Sobre se sentir amparada, ela diz que pelo município, sim. Sobre o Estado, ela afirma que um conhecido testou positivo no Hospital Materno Infantil (HMI) e não foram disponibilizados testes para as pessoas próximas. A situação ocorreu perto do momento em que ela estava sob suspeita.
SES-GO
Por meio de nota, a Secretaria de Estado da Saúde de Goiás (SES-GO) informou que, no cenário da pandemia de Covid-19, os profissionais da saúde, em específico, os enfermeiros, têm desempenhado um papel muito importante no cuidado do atendimento, na gerência da assistência e na luta pela vida. “O atendimento aos casos de Covid-19 pode provocar um efeito emocional que, por vezes, os fazem se sentir sobrecarregados, sob pressão, ansiosos, com medo, e até mesmo em pânico.” Sobre isso, a pasta afirma que tomou a iniciativa de “cuidar de quem cuida”, por meio do atendimento via telefone, na Central de Orientações (Cori).
“A Cori desenvolve atividades de apoio emocional específicas aos profissionais de saúde que sofrem as consequências por atuarem diretamente na prevenção, atendimento à população e assistência aos casos da Covid-19.” Inclusive, este apoio é previsto nos protocolos da Organização Mundial de Saúde (OMS) e do Comitê Permanente Interagências para a Saúde Mental e Apoio em Situações de Emergência Humanitária (IAS), conforme a pasta. A secretaria cita, ainda, o programa “GGDP ao seu lado”, que oferece apoio psicossocial aos servidores da SES-GO, além de orientação para as chefias visando o manejo de suas equipes.
HMI
Sobre a denúncia de não fornecimento de testes aos profissionais que tiveram contato com um infectado, o Hospital Estadual Materno-Infantil Dr. Jurandir do Nascimento (HMI), informa “os colaboradores que tiveram contato com alguém que foi infectado são observados de perto para ver se vão desenvolver sintomas, visto que o HMI disponibiliza todos os Equipamentos de Proteção Individual (EPIs) de protocolos de segurança necessários, determinados pela OMS e pela Anvisa, que protegem os profissionais de infecção”.

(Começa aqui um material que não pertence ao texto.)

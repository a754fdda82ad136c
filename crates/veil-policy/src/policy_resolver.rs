use std::collections::BTreeMap;
use std::path::Path;

use anyhow::{bail, Context, Result};
use serde::{Deserialize, Serialize};
use veil_contract::ActionChannel;
use veil_core::write_text_atomic;

use crate::controller_capability::{CapabilityTable, ControllerCapability};

pub const OPERATOR_OVERRIDES_SCHEMA_VERSION: u32 = 1;
pub const OPERATOR_OVERRIDES_FILE_NAME: &str = "policy-overrides.json";

const DEFAULT_SLA_ACKNOWLEDGE_MINUTES: u64 = 4_320;
const DEFAULT_SLA_RESOLVE_MINUTES: u64 = 43_200;

fn operator_overrides_schema_version() -> u32 {
    OPERATOR_OVERRIDES_SCHEMA_VERSION
}

/// SLA timers attached to a resolved policy.
#[derive(Debug, Clone, Copy, Serialize, Deserialize, PartialEq, Eq)]
pub struct SlaMinutes {
    pub acknowledge_minutes: u64,
    pub resolve_minutes: u64,
}

impl Default for SlaMinutes {
    fn default() -> Self {
        Self {
            acknowledge_minutes: DEFAULT_SLA_ACKNOWLEDGE_MINUTES,
            resolve_minutes: DEFAULT_SLA_RESOLVE_MINUTES,
        }
    }
}

/// Resolved view for one controller+region. Computed on demand, never
/// persisted.
#[derive(Debug, Clone, Serialize, PartialEq)]
pub struct EffectivePolicy {
    pub controller_id: String,
    pub preferred_channel: ActionChannel,
    pub fallback_channel: Option<ActionChannel>,
    pub allowed_channels: Vec<ActionChannel>,
    pub min_confidence: f64,
    pub sla: SlaMinutes,
    pub can_auto_prepare: bool,
    pub can_auto_submit: bool,
    /// Which layer supplied the base entry, e.g. `capability:justdial` or
    /// `generic`, with `+region`/`+operator`/`+explicit` markers appended.
    pub source: String,
}

impl EffectivePolicy {
    pub fn allows_channel(&self, channel: ActionChannel) -> bool {
        self.allowed_channels.contains(&channel)
    }
}

/// One override layer. Every field is optional; unset fields leave the lower
/// layer untouched.
#[derive(Debug, Clone, Default, Serialize, Deserialize, PartialEq)]
pub struct PolicyOverride {
    #[serde(default)]
    pub preferred_channel: Option<ActionChannel>,
    #[serde(default)]
    pub allowed_channels: Option<Vec<ActionChannel>>,
    #[serde(default)]
    pub min_confidence: Option<f64>,
    #[serde(default)]
    pub can_auto_prepare: Option<bool>,
    #[serde(default)]
    pub can_auto_submit: Option<bool>,
    #[serde(default)]
    pub sla_acknowledge_minutes: Option<u64>,
    #[serde(default)]
    pub sla_resolve_minutes: Option<u64>,
}

impl PolicyOverride {
    fn is_empty(&self) -> bool {
        self.preferred_channel.is_none()
            && self.allowed_channels.is_none()
            && self.min_confidence.is_none()
            && self.can_auto_prepare.is_none()
            && self.can_auto_submit.is_none()
            && self.sla_acknowledge_minutes.is_none()
            && self.sla_resolve_minutes.is_none()
    }
}

/// Live operator overrides keyed by controller id.
#[derive(Debug, Clone, Serialize, Deserialize, PartialEq)]
pub struct OperatorOverridesFile {
    #[serde(default = "operator_overrides_schema_version")]
    pub schema_version: u32,
    #[serde(default)]
    pub overrides: BTreeMap<String, PolicyOverride>,
}

impl Default for OperatorOverridesFile {
    fn default() -> Self {
        Self {
            schema_version: OPERATOR_OVERRIDES_SCHEMA_VERSION,
            overrides: BTreeMap::new(),
        }
    }
}

pub fn load_operator_overrides(path: &Path) -> Result<OperatorOverridesFile> {
    if !path.exists() {
        return Ok(OperatorOverridesFile::default());
    }
    let raw = std::fs::read_to_string(path)
        .with_context(|| format!("failed to read operator overrides {}", path.display()))?;
    let parsed = serde_json::from_str::<OperatorOverridesFile>(&raw)
        .with_context(|| format!("failed to parse operator overrides {}", path.display()))?;
    if parsed.schema_version != OPERATOR_OVERRIDES_SCHEMA_VERSION {
        bail!(
            "unsupported operator overrides schema_version {} (expected {})",
            parsed.schema_version,
            OPERATOR_OVERRIDES_SCHEMA_VERSION
        );
    }
    Ok(parsed)
}

pub fn save_operator_overrides(path: &Path, overrides: &OperatorOverridesFile) -> Result<()> {
    let mut payload = serde_json::to_string_pretty(overrides)
        .context("failed to encode operator overrides")?;
    payload.push('\n');
    write_text_atomic(path, &payload)
        .with_context(|| format!("failed to write operator overrides {}", path.display()))
}

/// Resolves the effective policy for one controller+region.
///
/// Merge precedence, lowest to highest: compiled default (the conservative
/// generic entry) -> capability table entry -> per-region confidence
/// override -> live operator override -> explicit caller override. Missing
/// data degrades to the generic policy; this function never fails.
pub fn resolve_effective_policy(
    table: &CapabilityTable,
    operator_overrides: Option<&OperatorOverridesFile>,
    controller_id: &str,
    region: Option<&str>,
    explicit: Option<&PolicyOverride>,
) -> EffectivePolicy {
    let controller_id = controller_id.trim();
    let (capability, mut source) = match table.lookup(controller_id) {
        Some(entry) => (entry.clone(), format!("capability:{controller_id}")),
        None => {
            tracing::debug!(
                controller = controller_id,
                "no capability entry; degrading to the generic policy"
            );
            (ControllerCapability::generic(), "generic".to_string())
        }
    };

    let mut policy = EffectivePolicy {
        controller_id: controller_id.to_string(),
        preferred_channel: capability.preferred_channel,
        fallback_channel: None,
        allowed_channels: capability.allowed_channels.clone(),
        min_confidence: capability.default_min_confidence,
        sla: SlaMinutes::default(),
        can_auto_prepare: capability.can_auto_prepare,
        can_auto_submit: capability.can_auto_submit,
        source: String::new(),
    };

    if let Some(region) = region.map(str::trim).filter(|value| !value.is_empty()) {
        if let Some(floor) = capability.region_min_confidence.get(region) {
            policy.min_confidence = *floor;
            source.push_str("+region");
        }
    }

    let operator_layer = operator_overrides
        .and_then(|file| file.overrides.get(controller_id))
        .filter(|layer| !layer.is_empty());
    if let Some(layer) = operator_layer {
        apply_override_layer(&mut policy, layer);
        source.push_str("+operator");
    }

    if let Some(layer) = explicit.filter(|layer| !layer.is_empty()) {
        apply_override_layer(&mut policy, layer);
        source.push_str("+explicit");
    }

    policy.min_confidence = policy.min_confidence.clamp(0.0, 1.0);
    if !policy.allowed_channels.contains(&policy.preferred_channel) {
        // An override can narrow the allowed set below the preferred channel;
        // the first remaining channel becomes preferred.
        if let Some(first) = policy.allowed_channels.first() {
            policy.preferred_channel = *first;
        }
    }
    policy.fallback_channel = policy
        .allowed_channels
        .iter()
        .copied()
        .find(|channel| *channel != policy.preferred_channel);
    policy.source = source;
    policy
}

fn apply_override_layer(policy: &mut EffectivePolicy, layer: &PolicyOverride) {
    if let Some(preferred) = layer.preferred_channel {
        policy.preferred_channel = preferred;
    }
    if let Some(allowed) = layer.allowed_channels.as_ref() {
        if !allowed.is_empty() {
            policy.allowed_channels = allowed.clone();
        }
    }
    if let Some(floor) = layer.min_confidence {
        policy.min_confidence = floor;
    }
    if let Some(flag) = layer.can_auto_prepare {
        policy.can_auto_prepare = flag;
    }
    if let Some(flag) = layer.can_auto_submit {
        policy.can_auto_submit = flag;
    }
    if let Some(minutes) = layer.sla_acknowledge_minutes {
        policy.sla.acknowledge_minutes = minutes;
    }
    if let Some(minutes) = layer.sla_resolve_minutes {
        policy.sla.resolve_minutes = minutes;
    }
}

#[cfg(test)]
mod tests {
    use std::collections::BTreeMap;

    use tempfile::tempdir;
    use veil_contract::ActionChannel;

    use super::{
        load_operator_overrides, resolve_effective_policy, save_operator_overrides,
        OperatorOverridesFile, PolicyOverride,
    };
    use crate::controller_capability::builtin_capability_table;

    #[test]
    fn unit_missing_capability_degrades_to_generic_policy() {
        let table = builtin_capability_table();
        let policy = resolve_effective_policy(&table, None, "unknown-broker", None, None);
        assert_eq!(policy.source, "generic");
        assert_eq!(policy.preferred_channel, ActionChannel::Email);
        assert_eq!(policy.allowed_channels, vec![ActionChannel::Email]);
        assert!(policy.min_confidence >= 0.90);
        assert!(policy.fallback_channel.is_none());
    }

    #[test]
    fn functional_region_override_lowers_confidence_floor() {
        let table = builtin_capability_table();
        let base = resolve_effective_policy(&table, None, "justdial", None, None);
        let regional = resolve_effective_policy(&table, None, "justdial", Some("IN"), None);
        assert_eq!(base.min_confidence, 0.84);
        assert_eq!(regional.min_confidence, 0.82);
        assert!(regional.source.ends_with("+region"));
    }

    #[test]
    fn functional_operator_override_takes_precedence_over_region() {
        let table = builtin_capability_table();
        let overrides = OperatorOverridesFile {
            overrides: BTreeMap::from([(
                "justdial".to_string(),
                PolicyOverride {
                    min_confidence: Some(0.95),
                    ..PolicyOverride::default()
                },
            )]),
            ..OperatorOverridesFile::default()
        };
        let policy =
            resolve_effective_policy(&table, Some(&overrides), "justdial", Some("IN"), None);
        assert_eq!(policy.min_confidence, 0.95);
        assert!(policy.source.contains("+operator"));
    }

    #[test]
    fn functional_explicit_override_wins_over_operator() {
        let table = builtin_capability_table();
        let overrides = OperatorOverridesFile {
            overrides: BTreeMap::from([(
                "justdial".to_string(),
                PolicyOverride {
                    min_confidence: Some(0.95),
                    ..PolicyOverride::default()
                },
            )]),
            ..OperatorOverridesFile::default()
        };
        let explicit = PolicyOverride {
            min_confidence: Some(0.70),
            ..PolicyOverride::default()
        };
        let policy = resolve_effective_policy(
            &table,
            Some(&overrides),
            "justdial",
            None,
            Some(&explicit),
        );
        assert_eq!(policy.min_confidence, 0.70);
        assert!(policy.source.ends_with("+explicit"));
    }

    #[test]
    fn regression_narrowed_allowed_set_repoints_preferred_channel() {
        let table = builtin_capability_table();
        let explicit = PolicyOverride {
            allowed_channels: Some(vec![ActionChannel::Email]),
            ..PolicyOverride::default()
        };
        let policy = resolve_effective_policy(&table, None, "justdial", None, Some(&explicit));
        assert_eq!(policy.preferred_channel, ActionChannel::Email);
        assert!(policy.fallback_channel.is_none());
    }

    #[test]
    fn integration_operator_overrides_round_trip_through_disk() {
        let temp = tempdir().expect("tempdir");
        let path = temp.path().join("policy-overrides.json");
        let overrides = OperatorOverridesFile {
            overrides: BTreeMap::from([(
                "sulekha".to_string(),
                PolicyOverride {
                    can_auto_submit: Some(false),
                    ..PolicyOverride::default()
                },
            )]),
            ..OperatorOverridesFile::default()
        };
        save_operator_overrides(&path, &overrides).expect("save");
        let loaded = load_operator_overrides(&path).expect("load");
        assert_eq!(loaded, overrides);
    }

    #[test]
    fn unit_load_operator_overrides_defaults_when_missing() {
        let temp = tempdir().expect("tempdir");
        let loaded =
            load_operator_overrides(&temp.path().join("missing.json")).expect("load default");
        assert!(loaded.overrides.is_empty());
    }
}
use serde::{Deserialize, Serialize};

use crate::controller_capability::ControllerCapability;

pub const DEFAULT_THRESHOLD_HIGH: f64 = 0.88;
pub const DEFAULT_THRESHOLD_MEDIUM: f64 = 0.80;

/// Qualitative confidence tier derived from a numeric match score.
#[derive(Debug, Clone, Copy, Serialize, Deserialize, PartialEq, Eq, Hash)]
#[serde(rename_all = "snake_case")]
pub enum ConfidenceBand {
    High,
    Medium,
    Low,
}

impl ConfidenceBand {
    pub fn as_str(self) -> &'static str {
        match self {
            Self::High => "high",
            Self::Medium => "medium",
            Self::Low => "low",
        }
    }
}

/// Controller-specific banding thresholds with global fallbacks.
#[derive(Debug, Clone, Copy, PartialEq)]
pub struct BandThresholds {
    pub high: f64,
    pub medium: f64,
}

impl Default for BandThresholds {
    fn default() -> Self {
        Self {
            high: DEFAULT_THRESHOLD_HIGH,
            medium: DEFAULT_THRESHOLD_MEDIUM,
        }
    }
}

impl BandThresholds {
    /// Thresholds for a capability entry, falling back per-field to the
    /// global defaults when the entry leaves them unset.
    pub fn for_capability(capability: Option<&ControllerCapability>) -> Self {
        let defaults = Self::default();
        match capability {
            Some(capability) => Self {
                high: capability.threshold_high.unwrap_or(defaults.high),
                medium: capability.threshold_medium.unwrap_or(defaults.medium),
            },
            None => defaults,
        }
    }
}

/// Maps a match score into a band. Scores are clamped to [0, 1] first; no
/// I/O, no controller lookup.
pub fn band_for_score(score: f64, thresholds: &BandThresholds) -> ConfidenceBand {
    let clamped = score.clamp(0.0, 1.0);
    if clamped >= thresholds.high {
        ConfidenceBand::High
    } else if clamped >= thresholds.medium {
        ConfidenceBand::Medium
    } else {
        ConfidenceBand::Low
    }
}
use std::collections::BTreeMap;
use std::path::Path;

use anyhow::{bail, Context, Result};
use serde::{Deserialize, Serialize};
use veil_core::unix_ms_plus_days;

use crate::controller_capability::ControllerCapability;

pub const FOLLOWUP_OVERRIDES_SCHEMA_VERSION: u32 = 1;
pub const FOLLOWUP_OVERRIDES_FILE_NAME: &str = "followup-overrides.json";

fn followup_overrides_schema_version() -> u32 {
    FOLLOWUP_OVERRIDES_SCHEMA_VERSION
}

/// Operator overrides for follow-up cadence, keyed by controller id.
///
/// Cadence overrides are a separate table from confidence overrides; the two
/// are never read through the same key.
#[derive(Debug, Clone, Serialize, Deserialize, PartialEq, Eq)]
pub struct FollowupOverridesFile {
    #[serde(default = "followup_overrides_schema_version")]
    pub schema_version: u32,
    #[serde(default)]
    pub cadence_days: BTreeMap<String, u32>,
}

impl Default for FollowupOverridesFile {
    fn default() -> Self {
        Self {
            schema_version: FOLLOWUP_OVERRIDES_SCHEMA_VERSION,
            cadence_days: BTreeMap::new(),
        }
    }
}

pub fn load_followup_overrides(path: &Path) -> Result<FollowupOverridesFile> {
    if !path.exists() {
        return Ok(FollowupOverridesFile::default());
    }
    let raw = std::fs::read_to_string(path)
        .with_context(|| format!("failed to read followup overrides {}", path.display()))?;
    let parsed = serde_json::from_str::<FollowupOverridesFile>(&raw)
        .with_context(|| format!("failed to parse followup overrides {}", path.display()))?;
    if parsed.schema_version != FOLLOWUP_OVERRIDES_SCHEMA_VERSION {
        bail!(
            "unsupported followup overrides schema_version {} (expected {})",
            parsed.schema_version,
            FOLLOWUP_OVERRIDES_SCHEMA_VERSION
        );
    }
    for (controller_id, days) in &parsed.cadence_days {
        if controller_id.trim().is_empty() {
            bail!("followup override has empty controller_id");
        }
        if *days == 0 {
            bail!("followup cadence for '{controller_id}' must be at least 1 day");
        }
    }
    Ok(parsed)
}

/// Computes when the next follow-up for a sent action is due.
///
/// Returns `None` once the controller's follow-up budget is exhausted.
/// Cadence comes from the override table when present, else the capability
/// entry; the schedule is anchored to `sent_at_unix_ms` so retries of the
/// planner are stable.
pub fn next_followup_at(
    capability: &ControllerCapability,
    overrides: Option<&FollowupOverridesFile>,
    sent_at_unix_ms: u64,
    followups_done: u32,
) -> Option<u64> {
    if followups_done >= capability.max_followups {
        return None;
    }
    let cadence_days = overrides
        .and_then(|file| file.cadence_days.get(capability.controller_id.trim()))
        .copied()
        .unwrap_or(capability.followup_cadence_days)
        .max(1);
    Some(unix_ms_plus_days(
        sent_at_unix_ms,
        u64::from(cadence_days) * u64::from(followups_done + 1),
    ))
}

Segundo a unidade, os colaboradores da unidade têm recebido todas as orientações no intuito de prevenir a Covid-19 e que todas as determinações legais estão sendo cumpridas. Além disso, reforça que os testes rápidos, disponibilizados pela SES-GO, só podem ser realizados mediante alguns critérios, como a realização a partir do oitavo dia do início dos sintomas de síndrome respiratória. “Cada caso é verificado de maneira bem detalhada. Se o colaborador tiver dentro da determinação, o hospital realiza o teste.”
Por fim, o HMI informa que os profissionais que apresentam sintomas gripais ou suspeitos de estarem infectados pela Covid-19 são afastados e acompanhados pelo Serviço Especializado em Engenharia de Segurança e em Medicina do Trabalho (Sesmt) e Núcleo Epidemiológico da unidade.
Hugo
O Hugo também foi procurado para se manifestar sobre os relatos de sua servidora, mas até o fechamento da matéria não houve retorno. O espaço permanece aberto.